1. A system for conveying and collating a crimped sausage strand, comprising,

an elongated vibratory conveyor deck powered to oscillate on a supporting frame, the deck having a longitudinal axis,

a tray having a bottom and upright sides and intake and exit ends on the deck to absorb the oscillation of the deck,

a plurality of elongated channels extending longitudinally on an upper surface of the tray from the intake end to an exit end,

whereupon an elongated line of crimped sausages deposited on the intake end of the tray in the form of sausage segments and individual links will progressively move into the channels of the tray and will progressively move towards the exit end with a longitudinal axis of the strand segments and links being aligned in parallel fashion in response to the absorbed oscillations of the tray from the conveyor deck.

2. The system of claim 1 wherein the conveyor deck and tray are tilted from the intake end toward the exit end of the conveyor deck.

3. The system of claim 1 wherein the channels have a plurality of elongated spacer elements upstanding between the channels.

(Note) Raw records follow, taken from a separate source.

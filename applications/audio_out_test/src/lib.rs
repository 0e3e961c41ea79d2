//! A smoke test for Simple Audio Out devices.
//!
//! [`run()`] finds every handle exposing the protocol and, for each one,
//! plays a series of synthesized PCM buffers followed by a single tone.
//! Failures are isolated: a device that cannot be opened is skipped,
//! and a failing sub-test doesn't stop the other sub-test or the next device.
//! Only a failure to search for devices at all aborts the run.
//!
//! The firmware is reached through an [`AudioTestEnvironment`];
//! [`BootEnvironment`] is the implementation backed by UEFI boot services.

#![cfg_attr(not(test), no_std)]

extern crate alloc;
#[macro_use] extern crate log;

mod boot;

pub use boot::BootEnvironment;

use alloc::vec::Vec;
use core::fmt::Debug;
use audio_test_config::pcm::{PCM_CHANNEL_COUNT, PCM_SAMPLE_FORMAT, PCM_SAMPLING_RATE, PCM_TEST_FREQUENCIES};
use audio_test_config::tone::{TEST_TONES, TONE_TEST_DURATION_MS};
use audio_test_config::CONNECT_CONTROLLERS;
use pcm_synth::{PcmBuffer, SamplePool};
use simple_audio_out::{AudioOut, Capabilities, ModeIter};
use uefi::{Result, Status};

/// The services a test run needs from the environment hosting it.
pub trait AudioTestEnvironment {
    /// An opaque reference to one device.
    type Handle: Copy + Debug;
    /// Where sample buffers are allocated from.
    type Pool: SamplePool + ?Sized;

    /// Gives audio drivers a chance to bind to their PCI controllers before discovery.
    fn connect_controllers(&self) -> Result {
        Ok(())
    }

    /// Returns every handle that exposes the Simple Audio Out protocol.
    ///
    /// An environment may report `NOT_FOUND` instead of an empty list.
    fn locate_audio_handles(&self) -> Result<Vec<Self::Handle>>;

    /// Resolves the protocol instance behind `handle` and lends it to `f`
    /// for the duration of the call.
    fn with_audio_out<R>(&self, handle: Self::Handle, f: impl FnOnce(&mut dyn AudioOut) -> R) -> Result<R>;

    fn pool(&self) -> &Self::Pool;
}

/// Totals over one test run.
#[derive(Debug, Default, Clone, Copy, PartialEq, Eq)]
pub struct RunSummary {
    pub handles_found: usize,
    pub devices_tested: usize,
    /// Handles whose protocol instance couldn't be resolved.
    pub devices_skipped: usize,
    pub pcm_failures: usize,
    pub tone_failures: usize,
}

/// The outcome of each sub-test on one device.
#[derive(Debug)]
pub struct DeviceReport {
    pub pcm: Result,
    pub tone: Result,
}

/// Runs the PCM and tone tests on every Simple Audio Out device in `env`.
///
/// Returns an error only if searching for devices failed.
pub fn run<E: AudioTestEnvironment>(env: &E) -> Result<RunSummary> {
    trace!("audio_out_test::run");

    if CONNECT_CONTROLLERS {
        if let Err(e) = env.connect_controllers() {
            warn!("connecting PCI controllers returned {:?}", e.status());
        }
    }

    let handles = match env.locate_audio_handles() {
        Ok(handles) => handles,
        Err(e) if e.status() == Status::NOT_FOUND => Vec::new(),
        Err(e) => {
            warn!("locating Simple Audio Out handles returned {:?}", e.status());
            return Err(e);
        }
    };
    debug!("Got {} handles", handles.len());

    let mut summary = RunSummary {
        handles_found: handles.len(),
        ..Default::default()
    };

    for &handle in handles.iter() {
        let report = match env.with_audio_out(handle, |device| test_device(device, env.pool())) {
            Ok(report) => report,
            Err(e) => {
                warn!("opening Simple Audio Out on handle {:?} returned {:?}", handle, e.status());
                summary.devices_skipped += 1;
                continue;
            }
        };
        summary.devices_tested += 1;
        if report.pcm.is_err() {
            summary.pcm_failures += 1;
        }
        if report.tone.is_err() {
            summary.tone_failures += 1;
        }
    }

    info!("audio_out_test done: {:?}", summary);
    Ok(summary)
}

/// Describes the device, then runs the PCM test followed by the tone test.
///
/// The tone test runs regardless of the PCM test's outcome.
pub fn test_device<P: SamplePool + ?Sized>(device: &mut dyn AudioOut, pool: &P) -> DeviceReport {
    describe_device(device);
    let pcm = pcm_test(device, pool);
    let tone = tone_test(device);
    DeviceReport { pcm, tone }
}

/// Logs the device's capabilities and, if it can report them, its modes.
pub fn describe_device(device: &mut dyn AudioOut) {
    let caps = device.capabilities();
    debug!("Simple Audio Out device: capabilities {:?}, {} modes", caps, device.max_mode());
    if !caps.contains(Capabilities::MODE) {
        return;
    }
    for (index, mode) in ModeIter::new(&mut *device) {
        match mode {
            Ok(mode) => debug!("    mode {}: {:?}", index, mode),
            Err(e) => warn!("QueryMode ({}) returned {:?}", index, e.status()),
        }
    }
}

/// Plays one third of a second of ramp waveform for each test frequency.
///
/// Each frequency gets a freshly allocated buffer, released before the next one is allocated.
/// The first failure ends the test.
pub fn pcm_test<P: SamplePool + ?Sized>(device: &mut dyn AudioOut, pool: &P) -> Result {
    trace!("PcmTest");

    for (index, &frequency) in PCM_TEST_FREQUENCIES.iter().enumerate() {
        let mut buffer = PcmBuffer::allocate(pool, PCM_SAMPLING_RATE, PCM_CHANNEL_COUNT).map_err(|e| {
            error!("allocating samples ({}) returned {:?}", index, e.status());
            e
        })?;
        buffer.fill_ramp(frequency)?;

        device
            .write(PCM_SAMPLING_RATE, PCM_CHANNEL_COUNT, PCM_SAMPLE_FORMAT, buffer.samples())
            .map_err(|e| {
                error!("Write ({}, {} Hz) returned {:?}", index, frequency, e.status());
                e
            })?;
    }

    trace!("PcmTest done");
    Ok(())
}

/// Plays a tone from the stimulus table.
///
/// Only the table's first entry is issued.
pub fn tone_test(device: &mut dyn AudioOut) -> Result {
    trace!("ToneTest");

    for (index, tone) in TEST_TONES.iter().enumerate().take(1) {
        device.tone(tone.frequency, TONE_TEST_DURATION_MS).map_err(|e| {
            error!("Tone ({}) returned {:?}", index, e.status());
            e
        })?;
    }

    trace!("ToneTest done");
    Ok(())
}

4. The system of claim 3 wherein the end of the spacers away from the exit end of the conveyor deck are angled downwardly towards the intake end of the conveyor deck.

5. The system of claim 3 wherein the spacers on one side of a channel are longitudinally staggered with respect to the spacer or the other side of the channel.

6. The system of claim 1 wherein a movable flat conveyor is located adjacent the exit end of the tray to receive longitudinally aligned sausage links.

7. The system of claim 1 wherein a sausage line crimping apparatus is located adjacent the inlet end of the tray to deliver an elongated line of co-extruded separated sausages to the intake end of the tray.

8. A method for producing, conveying and collating crimped sausages, comprising,

producing an elongated line of crimped sausages comprising a plurality of separate sausage links,

depositing the line of crimped sausage links onto an intake end of an elongated tray,

vibrating the tray to cause an accumulation of links to move into a plurality of elongated channels extending from the intake end of the tray to an exit end of the tray to longitudinally align themselves in the channels to cause their migration towards the exit end.

9. The method of claim 9 wherein a processing belt conveyor is closely located downstream and slightly below the discharge edge of the tray, with the speed of the conveyor being greater than that of the velocity of the links exiting the tray so to increase the distance between the links.

10. The system of claim 1 wherein a v-shaped guide with side portions extending downwardly and outwardly along the bottom of the tray is located upstream of the elongated channels to facilitate the movement of sausages into the channels, with the bracket having two sides that extend outwardly from a center point and downstream towards the exit end.